Following the speaker’s remarks was Lt. Gov. James Yangetmai’s witty speech. After joking that his first remarks after becoming the lt. governor was this unveiling, he assured everyone that he will not forget the memorable occasion.

He recognized the speaker, representatives of the Council of Pilung and the Council of Tamol, Mrs. Sigrah and the gathering to the occasion.

He shared his childhood memory in Ifalik Atoll and how even then he was taught to respect sharks; sharks are an inherent part of the island heritage and marine ecosystem. He then thanked everyone responsible for the momentous undertaking.

After the remarks, the unveiling of the message board took place, with refreshments provided. Within the arrivals area and above one of the customs tables of the terminal was the board.
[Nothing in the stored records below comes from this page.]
//! Lazy user registration and web-session checks.
//!
//! Users never sign up. The first identified interaction from either
//! front-end inserts a registry entry with an empty balance, and every later
//! interaction finds it already there.

use crate::pets::errors::PetError;
use crate::pets::types::{Document, UserRecord};
use crate::validation::validate_user_id;

/// Idempotent upsert of a user record.
///
/// Inserts `{username, balance: 0}` when `user_id` is absent. An existing
/// record is returned untouched: the stored username is NOT refreshed when
/// the platform reports a new one.
pub fn ensure_user<'a>(
    doc: &'a mut Document,
    user_id: &str,
    username: Option<&str>,
) -> &'a mut UserRecord {
    doc.users
        .entry(user_id.to_string())
        .or_insert_with(|| UserRecord::new(username.unwrap_or("")))
}

/// Look up a user, failing with [`PetError::UserNotFound`] when absent.
/// Callers that want lazy creation go through [`ensure_user`] first.
pub fn get_user<'a>(doc: &'a Document, user_id: &str) -> Result<&'a UserRecord, PetError> {
    doc.users
        .get(user_id)
        .ok_or_else(|| PetError::UserNotFound(user_id.to_string()))
}

/// Resolve a web session cookie to a registered user id.
///
/// The cookie carries the bare user id; a session is valid exactly when that
/// value is a key in `users`. There is no password, expiry, or signature.
pub fn authenticate_cookie(doc: &Document, cookie: Option<&str>) -> Result<String, PetError> {
    let user_id = cookie.ok_or(PetError::Forbidden)?;
    let user_id = validate_user_id(user_id).map_err(|_| PetError::Forbidden)?;
    if doc.users.contains_key(user_id) {
        Ok(user_id.to_string())
    } else {
        Err(PetError::Forbidden)
    }
}

#[cfg(test)]
mod tests {
    use super::*;

    #[test]
    fn first_contact_registers_with_zero_balance() {
        let mut doc = Document::default();
        let user = ensure_user(&mut doc, "100", Some("alice"));
        assert_eq!(user.username, "alice");
        assert_eq!(user.balance, 0);
        assert!(doc.users.contains_key("100"));
    }

    #[test]
    fn missing_username_registers_as_empty_string() {
        let mut doc = Document::default();
        let user = ensure_user(&mut doc, "100", None);
        assert_eq!(user.username, "");
    }

    #[test]
    fn ensure_user_is_idempotent() {
        let mut doc = Document::default();
        ensure_user(&mut doc, "100", Some("alice"));
        doc.users.get_mut("100").unwrap().balance = 75;

        let again = ensure_user(&mut doc, "100", Some("alice"));
        assert_eq!(again.balance, 75);
        assert_eq!(doc.users.len(), 1);
    }

    #[test]
    fn repeat_visit_does_not_refresh_username() {
        let mut doc = Document::default();
        ensure_user(&mut doc, "100", Some("alice"));
        let record = ensure_user(&mut doc, "100", Some("alice_renamed"));
        assert_eq!(record.username, "alice");
    }

    #[test]
    fn get_user_reports_unknown_ids() {
        let doc = Document::default();
        match get_user(&doc, "404") {
            Err(PetError::UserNotFound(id)) => assert_eq!(id, "404"),
            other => panic!("expected UserNotFound, got {:?}", other),
        }
    }

    #[test]
    fn cookie_for_registered_user_is_accepted() {
        let mut doc = Document::default();
        ensure_user(&mut doc, "100", Some("alice"));
        let id = authenticate_cookie(&doc, Some("100")).expect("session");
        assert_eq!(id, "100");
    }

    #[test]
    fn absent_or_unknown_cookie_is_forbidden() {
        let mut doc = Document::default();
        ensure_user(&mut doc, "100", Some("alice"));
        assert!(matches!(
            authenticate_cookie(&doc, None),
            Err(PetError::Forbidden)
        ));
        assert!(matches!(
            authenticate_cookie(&doc, Some("999")),
            Err(PetError::Forbidden)
        ));
    }
}
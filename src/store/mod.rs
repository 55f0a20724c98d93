//! # Store Module - Document Persistence Layer
//!
//! The whole application state lives in one JSON document at a fixed path.
//! Every logical operation is read-entire-document, mutate in memory,
//! write-entire-document; there is no partial update. Serializing those
//! cycles is the job of [`crate::pets::service::PetService`], not this module.
//!
//! Writes go through a uniquely named temp file in the same directory which
//! is flushed, fsynced, and renamed over the destination while an exclusive
//! `fs2` lock is held on the destination file. A reader never observes a
//! half-written document and two processes cannot interleave their writes.
//!
//! The [`DocumentStore`] trait keeps callers independent of the backing
//! store, so a future swap to a transactional database does not touch the
//! registry, purchase, or care logic.

use std::io::ErrorKind;
use std::path::{Path, PathBuf};

use async_trait::async_trait;
use fs2::FileExt;
use log::debug;
use tokio::fs;

use crate::pets::errors::PetError;
use crate::pets::types::Document;

/// Read and write access to the persisted document.
#[async_trait]
pub trait DocumentStore: Send + Sync {
    /// Return the persisted document, or an empty document if none exists yet.
    async fn load(&self) -> Result<Document, PetError>;

    /// Persist the full document, fully overwriting prior content.
    async fn save(&self, doc: &Document) -> Result<(), PetError>;
}

/// Flat-file JSON store. The makeshift database the whole app runs on.
pub struct JsonFileStore {
    path: PathBuf,
}

impl JsonFileStore {
    pub fn new(path: impl Into<PathBuf>) -> Self {
        Self { path: path.into() }
    }

    pub fn path(&self) -> &Path {
        &self.path
    }
}

#[async_trait]
impl DocumentStore for JsonFileStore {
    async fn load(&self) -> Result<Document, PetError> {
        match fs::read_to_string(&self.path).await {
            Ok(content) => {
                let doc: Document = serde_json::from_str(&content)?;
                Ok(doc)
            }
            Err(e) if e.kind() == ErrorKind::NotFound => {
                debug!("data file {} absent, starting empty", self.path.display());
                Ok(Document::default())
            }
            Err(e) => Err(e.into()),
        }
    }

    async fn save(&self, doc: &Document) -> Result<(), PetError> {
        if let Some(parent) = self.path.parent() {
            if !parent.as_os_str().is_empty() {
                fs::create_dir_all(parent).await?;
            }
        }
        let json = serde_json::to_string_pretty(doc)?;
        write_file_locked(&self.path, &json)?;
        Ok(())
    }
}

fn write_file_locked(path: &Path, content: &str) -> Result<(), PetError> {
    use std::fs::{File, OpenOptions};
    use std::io::Write;

    // Synchronous I/O here: fs2 locks don't compose with async file handles.
    // Step 1: open (or create) the destination to take an exclusive lock
    let lock_file = OpenOptions::new()
        .create(true)
        .read(true)
        .write(true)
        .open(path)?;

    lock_file.lock_exclusive()?;

    // Step 2: write a unique temp file in the same directory
    let dir = path.parent().unwrap_or_else(|| Path::new("."));
    let base = path
        .file_name()
        .and_then(|s| s.to_str())
        .unwrap_or("data.json");
    let mut counter = 0u32;
    let tmp_path = loop {
        let candidate = dir.join(format!(".{}.tmp-{}-{}", base, std::process::id(), counter));
        match OpenOptions::new().write(true).create_new(true).open(&candidate) {
            Ok(mut tmp) => {
                tmp.write_all(content.as_bytes())?;
                tmp.flush()?;
                let _ = tmp.sync_all();
                break candidate;
            }
            Err(e) if e.kind() == ErrorKind::AlreadyExists => {
                counter = counter.saturating_add(1);
                continue;
            }
            Err(e) => {
                let _ = FileExt::unlock(&lock_file);
                return Err(e.into());
            }
        }
    };

    // Step 3: atomically replace the destination
    let result = std::fs::rename(&tmp_path, path);
    if result.is_err() {
        let _ = std::fs::remove_file(&tmp_path);
    }

    // Step 4: fsync the directory so the rename survives a crash
    if result.is_ok() {
        if let Ok(dir_handle) = File::open(dir) {
            let _ = dir_handle.sync_all();
        }
    }

    let _ = FileExt::unlock(&lock_file);
    result?;
    Ok(())
}
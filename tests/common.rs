//! Test utilities & fixtures.
//! Each test gets a throwaway data file in a temp dir; helpers seed the
//! starter catalog and register a user so scenarios start from a known state.

use pawpad::pets::{starter_catalog, PetService};
use pawpad::store::JsonFileStore;
use tempfile::TempDir;

/// Service over a fresh data file inside `dir`.
#[allow(dead_code)] // Each test binary compiles this module; not all use both helpers.
pub fn service_in(dir: &TempDir) -> PetService<JsonFileStore> {
    PetService::new(JsonFileStore::new(dir.path().join("data.json")))
}

/// Service with the starter catalog seeded and one registered user holding
/// `balance` points.
#[allow(dead_code)]
pub async fn seeded_service(dir: &TempDir, user_id: &str, balance: i64) -> PetService<JsonFileStore> {
    let service = service_in(dir);
    service
        .seed_catalog(starter_catalog())
        .await
        .expect("seed catalog");
    service
        .ensure_user(user_id, Some("tester"))
        .await
        .expect("register user");
    if balance > 0 {
        service.credit(user_id, balance).await.expect("credit");
    }
    service
}
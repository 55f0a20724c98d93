//! Virtual pet data model and the operations on it.
//!
//! The document schema, lazy user registry, read-only catalog, and the
//! purchase/care state transitions all live here, with the chat command
//! processor on top. Front-end bindings stay outside the crate and call
//! through [`service::PetService`].

pub mod care;
pub mod catalog;
pub mod commands;
pub mod errors;
pub mod purchase;
pub mod registry;
pub mod service;
pub mod types;

pub use care::care_action;
pub use catalog::{
    animation_path, catalog_entry, format_catalog_listing, format_pet_status,
    load_catalog_from_json, owned_pet_with_entry, seed_catalog_if_needed, starter_catalog,
};
pub use commands::{ChatCommand, ChatProcessor, ChatUser};
pub use errors::PetError;
pub use purchase::purchase;
pub use registry::{authenticate_cookie, ensure_user, get_user};
pub use service::{DocumentStats, PetService};
pub use types::{
    CareAction, CatalogEntry, Document, OwnedPet, UserRecord, CARE_INCREMENT, STAT_MAX,
};
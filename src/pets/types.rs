use std::collections::BTreeMap;

use chrono::{DateTime, Utc};
use serde::{Deserialize, Serialize};

/// Upper bound for both pet stats.
pub const STAT_MAX: i64 = 100;

/// Fixed increment applied by a single care action, saturating at [`STAT_MAX`].
pub const CARE_INCREMENT: i64 = 20;

/// The single JSON-shaped persisted state blob.
///
/// Every top-level key defaults to an empty map so documents written by older
/// drafts of the app (or an empty file from a fresh install) deserialize
/// cleanly instead of failing on an absent key.
#[derive(Debug, Clone, Default, PartialEq, Serialize, Deserialize)]
pub struct Document {
    /// Registered users keyed by the string form of the chat-platform id.
    #[serde(default)]
    pub users: BTreeMap<String, UserRecord>,
    /// Purchasable pet types keyed by catalog key. Loaded from seed data,
    /// never written by application logic.
    #[serde(default)]
    pub pets_catalog: BTreeMap<String, CatalogEntry>,
    /// The one pet each user currently holds, keyed by owner user id.
    #[serde(default)]
    pub user_pets: BTreeMap<String, OwnedPet>,
}

impl Document {
    /// True when nothing has ever been stored.
    pub fn is_empty(&self) -> bool {
        self.users.is_empty() && self.pets_catalog.is_empty() && self.user_pets.is_empty()
    }
}

/// A registered user. Created lazily on first identified interaction.
#[derive(Debug, Clone, PartialEq, Serialize, Deserialize)]
pub struct UserRecord {
    /// Display name from the chat platform. May be empty; not refreshed on
    /// repeat visits.
    #[serde(default)]
    pub username: String,
    /// Point balance. Never negative.
    #[serde(default)]
    pub balance: i64,
}

impl UserRecord {
    pub fn new(username: &str) -> Self {
        Self {
            username: username.to_string(),
            balance: 0,
        }
    }
}

/// A purchasable pet type. Immutable at runtime.
#[derive(Debug, Clone, PartialEq, Serialize, Deserialize)]
pub struct CatalogEntry {
    /// Display name shown in shop listings.
    pub name: String,
    /// Purchase price in points. Always positive.
    pub price: i64,
    /// Asset path of the pet's animation, relative to the assets directory.
    pub animation: String,
}

/// The pet a user currently holds. A purchase overwrites any prior pet;
/// there is no sell or release operation.
#[derive(Debug, Clone, PartialEq, Serialize, Deserialize)]
pub struct OwnedPet {
    /// User id of the owner.
    pub owner: String,
    /// Catalog key of the pet type. Must resolve in `pets_catalog`.
    #[serde(rename = "type")]
    pub kind: String,
    /// Satiety level in [0, 100].
    pub hunger: i64,
    /// Mood level in [0, 100].
    pub happiness: i64,
    /// When the pet was last bought, fed, or played with.
    pub last_care: DateTime<Utc>,
}

impl OwnedPet {
    /// A freshly purchased pet starts fully fed and fully happy.
    pub fn new(owner: &str, kind: &str, now: DateTime<Utc>) -> Self {
        Self {
            owner: owner.to_string(),
            kind: kind.to_string(),
            hunger: STAT_MAX,
            happiness: STAT_MAX,
            last_care: now,
        }
    }

    /// Feed the pet. Saturates at [`STAT_MAX`]; never decreases.
    pub fn feed(&mut self, now: DateTime<Utc>) {
        self.hunger = bump(self.hunger);
        self.last_care = now;
    }

    /// Play with the pet. Saturates at [`STAT_MAX`]; never decreases.
    pub fn play(&mut self, now: DateTime<Utc>) {
        self.happiness = bump(self.happiness);
        self.last_care = now;
    }
}

fn bump(stat: i64) -> i64 {
    (stat + CARE_INCREMENT).min(STAT_MAX)
}

/// A Feed or Play interaction incrementing one bounded stat.
#[derive(Debug, Clone, Copy, PartialEq, Eq)]
pub enum CareAction {
    Feed,
    Play,
}

#[cfg(test)]
mod tests {
    use super::*;

    #[test]
    fn fresh_pet_starts_at_full_stats() {
        let pet = OwnedPet::new("42", "cat", Utc::now());
        assert_eq!(pet.hunger, STAT_MAX);
        assert_eq!(pet.happiness, STAT_MAX);
        assert_eq!(pet.owner, "42");
        assert_eq!(pet.kind, "cat");
    }

    #[test]
    fn feed_saturates_at_stat_max() {
        let mut pet = OwnedPet::new("42", "cat", Utc::now());
        pet.hunger = 90;
        pet.feed(Utc::now());
        assert_eq!(pet.hunger, STAT_MAX);
        pet.feed(Utc::now());
        assert_eq!(pet.hunger, STAT_MAX);
    }

    #[test]
    fn play_only_touches_happiness() {
        let mut pet = OwnedPet::new("42", "cat", Utc::now());
        pet.hunger = 40;
        pet.happiness = 40;
        pet.play(Utc::now());
        assert_eq!(pet.happiness, 60);
        assert_eq!(pet.hunger, 40);
    }

    #[test]
    fn care_updates_last_care() {
        let bought = Utc::now() - chrono::Duration::hours(5);
        let mut pet = OwnedPet::new("42", "cat", bought);
        let later = Utc::now();
        pet.feed(later);
        assert_eq!(pet.last_care, later);
    }

    #[test]
    fn absent_top_level_keys_default_to_empty_maps() {
        let doc: Document = serde_json::from_str("{}").expect("parse");
        assert!(doc.is_empty());

        let doc: Document =
            serde_json::from_str(r#"{"users": {"7": {"username": "kira", "balance": 3}}}"#)
                .expect("parse");
        assert_eq!(doc.users.len(), 1);
        assert!(doc.pets_catalog.is_empty());
        assert!(doc.user_pets.is_empty());
    }

    #[test]
    fn owned_pet_serializes_kind_as_type() {
        let pet = OwnedPet::new("42", "cat", Utc::now());
        let json = serde_json::to_value(&pet).expect("serialize");
        assert_eq!(json["type"], "cat");
        assert!(json.get("kind").is_none());
    }
}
With a background of a traditional meeting house on one side and several sharks swimming in the deep ocean on the other, the message on the board reads, “Welcome to Yap, where sharks are protected — Healthy Reefs Need Sharks.” On the bottom right corner are the symbols for MCT, Yap state government and the Pew Charitable Trusts.

More than 8,000 Micronesian students have signed a petition in support of national FSM shark protections. The signers come from all four states of the FSM, Palau, the Northern Marianas, the Marshall Islands, and Guam.

“The first step in protecting sharks is putting a strong law in place. We are so pleased that Yap is showcasing their state shark protection law. We sincerely hope that the National Congress will soon follow suit and protect sharks in FSM’s full EEZ by passing a law this session,” said Willy Kostka, executive director for the Micronesia Conservation Trust.